Exercise description
Every line of the records that holds the word "invoice" should be copied.

Data shown
//! Mock implementations of port traits
//!
//! These are in-memory implementations that can be configured for testing.
//! They store data in memory and allow tests to verify behavior.

use async_trait::async_trait;
use std::collections::{HashMap, HashSet};
use std::sync::atomic::{AtomicU64, Ordering};
use std::sync::RwLock;

use crate::domain::ports::{
    validate_object_path, BulkParcelResult, Consignment, CourierClient, ObjectStorage,
    ParcelRequest, StoredObject,
};
use crate::error::{CourierError, StorageError};

// ============================================================================
// Mock Courier Client
// ============================================================================

/// Courier double: books every parcel and reports configurable statuses.
///
/// Status lookups by consignment id, invoice or tracking code all read the
/// same table and default to `in_review`.
pub struct MockCourierClient {
    statuses: RwLock<HashMap<String, String>>,
    unknown: RwLock<HashSet<String>>,
    sent: RwLock<Vec<ParcelRequest>>,
    next_id: AtomicU64,
    balance: f64,
    fail: bool,
}

impl Default for MockCourierClient {
    fn default() -> Self {
        Self {
            statuses: RwLock::new(HashMap::new()),
            unknown: RwLock::new(HashSet::new()),
            sent: RwLock::new(Vec::new()),
            next_id: AtomicU64::new(1000),
            balance: 1250.5,
            fail: false,
        }
    }
}

impl MockCourierClient {
    pub fn new() -> Self {
        Self::default()
    }

    /// A courier whose every call fails with a 500
    pub fn failing() -> Self {
        Self {
            fail: true,
            ..Self::default()
        }
    }

    pub fn set_status(&self, key: &str, status: &str) {
        self.statuses
            .write()
            .unwrap()
            .insert(key.to_string(), status.to_string());
    }

    /// Make lookups for `key` answer 404, as Steadfast does for unknown ids
    pub fn forget(&self, key: &str) {
        self.unknown.write().unwrap().insert(key.to_string());
    }

    /// Parcels booked so far, single and bulk
    pub fn sent_parcels(&self) -> Vec<ParcelRequest> {
        self.sent.read().unwrap().clone()
    }

    fn check(&self) -> Result<(), CourierError> {
        if self.fail {
            Err(CourierError::Api {
                status: 500,
                message: "courier unavailable".to_string(),
            })
        } else {
            Ok(())
        }
    }

    fn status_of(&self, key: &str) -> Result<String, CourierError> {
        self.check()?;
        if self.unknown.read().unwrap().contains(key) {
            return Err(CourierError::Api {
                status: 404,
                message: format!("{} not found", key),
            });
        }
        Ok(self
            .statuses
            .read()
            .unwrap()
            .get(key)
            .cloned()
            .unwrap_or_else(|| "in_review".to_string()))
    }

    fn book(&self, parcel: &ParcelRequest) -> (String, String) {
        self.sent.write().unwrap().push(parcel.clone());
        let id = self.next_id.fetch_add(1, Ordering::SeqCst);
        (id.to_string(), format!("TRK{}", id))
    }
}

#[async_trait]
impl CourierClient for MockCourierClient {
    async fn create_order(&self, parcel: &ParcelRequest) -> Result<Consignment, CourierError> {
        self.check()?;
        let (consignment_id, tracking_code) = self.book(parcel);
        Ok(Consignment {
            consignment_id: Some(consignment_id),
            invoice: parcel.invoice.clone(),
            tracking_code,
            recipient_name: Some(parcel.recipient_name.clone()),
            recipient_phone: Some(parcel.recipient_phone.clone()),
            recipient_address: Some(parcel.recipient_address.clone()),
            cod_amount: Some(parcel.cod_amount),
            status: "in_review".to_string(),
            note: parcel.note.clone(),
        })
    }

    async fn bulk_create_orders(
        &self,
        parcels: &[ParcelRequest],
    ) -> Result<Vec<BulkParcelResult>, CourierError> {
        self.check()?;
        Ok(parcels
            .iter()
            .map(|parcel| {
                let (consignment_id, tracking_code) = self.book(parcel);
                BulkParcelResult {
                    invoice: parcel.invoice.clone(),
                    consignment_id: Some(consignment_id),
                    tracking_code: Some(tracking_code),
                    status: "success".to_string(),
                    error: None,
                }
            })
            .collect())
    }

    async fn status_by_consignment_id(
        &self,
        consignment_id: &str,
    ) -> Result<String, CourierError> {
        self.status_of(consignment_id)
    }

    async fn status_by_invoice(&self, invoice: &str) -> Result<String, CourierError> {
        self.status_of(invoice)
    }

    async fn status_by_tracking_code(&self, tracking_code: &str) -> Result<String, CourierError> {
        self.status_of(tracking_code)
    }

    async fn current_balance(&self) -> Result<f64, CourierError> {
        self.check()?;
        Ok(self.balance)
    }
}

// ============================================================================
// In-Memory Object Storage
// ============================================================================

pub struct InMemoryObjectStorage {
    public_base_url: String,
    objects: RwLock<HashMap<String, (String, Vec<u8>)>>,
}

impl InMemoryObjectStorage {
    pub fn new(public_base_url: &str) -> Self {
        Self {
            public_base_url: public_base_url.trim_end_matches('/').to_string(),
            objects: RwLock::new(HashMap::new()),
        }
    }

    pub fn contains(&self, path: &str) -> bool {
        self.objects.read().unwrap().contains_key(path)
    }

    pub fn len(&self) -> usize {
        self.objects.read().unwrap().len()
    }
}

#[async_trait]
impl ObjectStorage for InMemoryObjectStorage {
    async fn put(
        &self,
        path: &str,
        bytes: Vec<u8>,
        content_type: &str,
    ) -> Result<StoredObject, StorageError> {
        validate_object_path(path)?;
        let size = bytes.len();
        self.objects
            .write()
            .unwrap()
            .insert(path.to_string(), (content_type.to_string(), bytes));
        Ok(StoredObject {
            path: path.to_string(),
            url: format!("{}/uploads/{}", self.public_base_url, path),
            content_type: content_type.to_string(),
            size,
        })
    }
}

Result for this exercise
/// Status lookups by consignment id, invoice or tracking code all read the
            invoice: parcel.invoice.clone(),
                    invoice: parcel.invoice.clone(),
    async fn status_by_invoice(&self, invoice: &str) -> Result<String, CourierError> {
        self.status_of(invoice)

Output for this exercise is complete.